To get the functionality of the ExeSplitter for example, do the following:
exe1=Executable(exe='/bin/echo',args=['Hello, World']) exe2=Executable(exe='/usr/bin/whoami',args=[]) exe3=Executable(exe='/bin/echo',args=['Goodbye World']) j = Job() j.application.args = [] j.splitter = GenericSplitter() j.splitter.attribute = 'application' j.splitter.values = [exe1, exe2, exe3] j.submit()
ArgSplitter Example:
In [2]:argset = list(); In [4]:for n in range(2): ...: argset.append(["Hello %d" % n]) ...: In [9]:j = Job(splitter=ArgSplitter(args=argset)) Other configuration of the Job here, including the executable, and the sandboxes In [14]:j.submit() Ganga.GPIDev.Lib.Job : INFO submitting job 7 Ganga.GPIDev.Adapters : INFO submitting job 7.0 to Local backend Ganga.GPIDev.Lib.Job : INFO job 7.0 status changed to "submitted" Ganga.GPIDev.Adapters : INFO submitting job 7.1 to Local backend Ganga.GPIDev.Lib.Job : INFO job 7.1 status changed to "submitted" ...
This the runs one job for each set of arguments in argset. Although in this case, a single argument was given, you can also
In [2]:argset = list(); In [4]:for n in range(2): ...: argset.append(["--verbose", "--with-data", "datafile", "--start", "%d" % n, "--length", "200"]) ...:
or similar, to produce a set of arguments. The %d is the way to turn the number into a string, and it does it in the obvious manner. One feature which may be useful is zero padding, where %03d will ensure that there are at least 3 figures, by adding 0 to the start for padding. This is particularly helpful for filenames, and it maintains an isomorphism between numerical and ascibetical collation.
Further, sometimes you only want a single, aggregated file as the result.
In [10]:j.merger=TextMerger() In [11]:j.merger.files=['stdout'] In [12]:j.merger.ignorefailed = True In [14]:j.submit()
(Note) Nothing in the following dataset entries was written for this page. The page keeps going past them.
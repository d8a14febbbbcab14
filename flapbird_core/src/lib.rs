// Copyright 2026 the Flapbird Authors
// SPDX-License-Identifier: Apache-2.0 OR MIT

//! Flight kinematics and pose composition for a flappy-bird character.
//!
//! `flapbird_core` turns elapsed time plus discrete jump input into a root
//! pose for the bird, then expands that pose into one draw command per body
//! part. It is `no_std` compatible (with `alloc`) and has no rendering,
//! windowing, or input-device knowledge.
//!
//! # Architecture
//!
//! ```text
//!   HostTime ──► AnimationClock::observe() ──► now (seconds)
//!                                                │
//!   jump input ──► FlightState::on_jump(now)     │
//!                                                ▼
//!                        FlightState::update(now) ──► Pose
//!                                                      │
//!                 ┌────────────────────────────────────┘
//!                 ▼
//!   expand(pose.transform()) ──► DrawList ──► Renderer::draw() × N
//!   expand_pipe(placement)   ──┘
//! ```
//!
//! **[`flight`]**: The bird's height and pitch as a pure function of
//! animation time and the last jump, with [`FlightConfig`](flight::FlightConfig)
//! tuning and a ground policy.
//!
//! **[`rig`]**: Constant tables placing each body part and pipe segment
//! relative to its rig root.
//!
//! **[`compose`]**: Root-to-world expansion into [`DrawList`](compose::DrawList)s.
//!
//! **[`backend`]**: The [`Renderer`](backend::Renderer) trait hosts implement.
//!
//! **[`clock`]**: [`AnimationClock`](clock::AnimationClock) mapping host
//! ticks to animation seconds.
//!
//! **[`time`]**: Host time and timebase conversion.
//!
//! **[`transform`]**: Column-major 4×4 transform.
//!
//! **[`color`]**: RGBA colors.
//!
//! **[`trace`]**: [`TraceSink`](trace::TraceSink) trait and event types for
//! frame-loop instrumentation, with zero-overhead [`Tracer`](trace::Tracer)
//! wrapper.
//!
//! # Crate features
//!
//! - `std` (disabled by default): Enables `std` support in dependencies and
//!   uses the platform's trigonometry.
//! - `trace` (disabled by default): Enables `Tracer` method bodies (one branch
//!   per call site).

#![no_std]
#![cfg_attr(docsrs, feature(doc_auto_cfg))]

extern crate alloc;

#[cfg(feature = "std")]
extern crate std;

pub mod backend;
pub mod clock;
pub mod color;
pub mod compose;
pub mod flight;
pub mod rig;
pub mod time;
pub mod trace;
pub mod transform;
The TextMerger will put the results all together at the end, giving you a single file of output to look at. For more information on splitter and mergers see Ganga helppages (http://ganga.web.cern.ch/ganga/user/html/GangaIntroduction/node11.html)
More on Splitting
In [87]:import os
In [88]:jobArray = list()
In [89]:for n in range(20):
....: jobArray.append(Executable(exe=os.environ['CLUSTER_SHARED']+'/bin/myapp', args=["--verbose", "--logFile=runZ%03d.log" % n]))
....:
In [90]:jobArray[1]
Out[90]: Executable (
exe = '/cluster/share/gla012/bin/myapp' ,
env = {} ,
args = ['--verbose', '--logFile=runZ001.log']
)
Note we:
- Need to import the os module to get access to the environment list.
- Use the string % operator to zero pad the log file name. (See the python manual (http://docs.python.org/lib/typesseq-strings.html).)
Now we use an GenericSplitter to define our multi-part job (an ArgSplitter could have been used for this example as only the args are changing):
In [92]:bulkGridJob=Job(splitter=GenericSplitter(apps=jobArray), \
backend=LCG(CE='svr021.gla.scotgrid.ac.uk:2119/jobmanager-lcgpbs-q1d'))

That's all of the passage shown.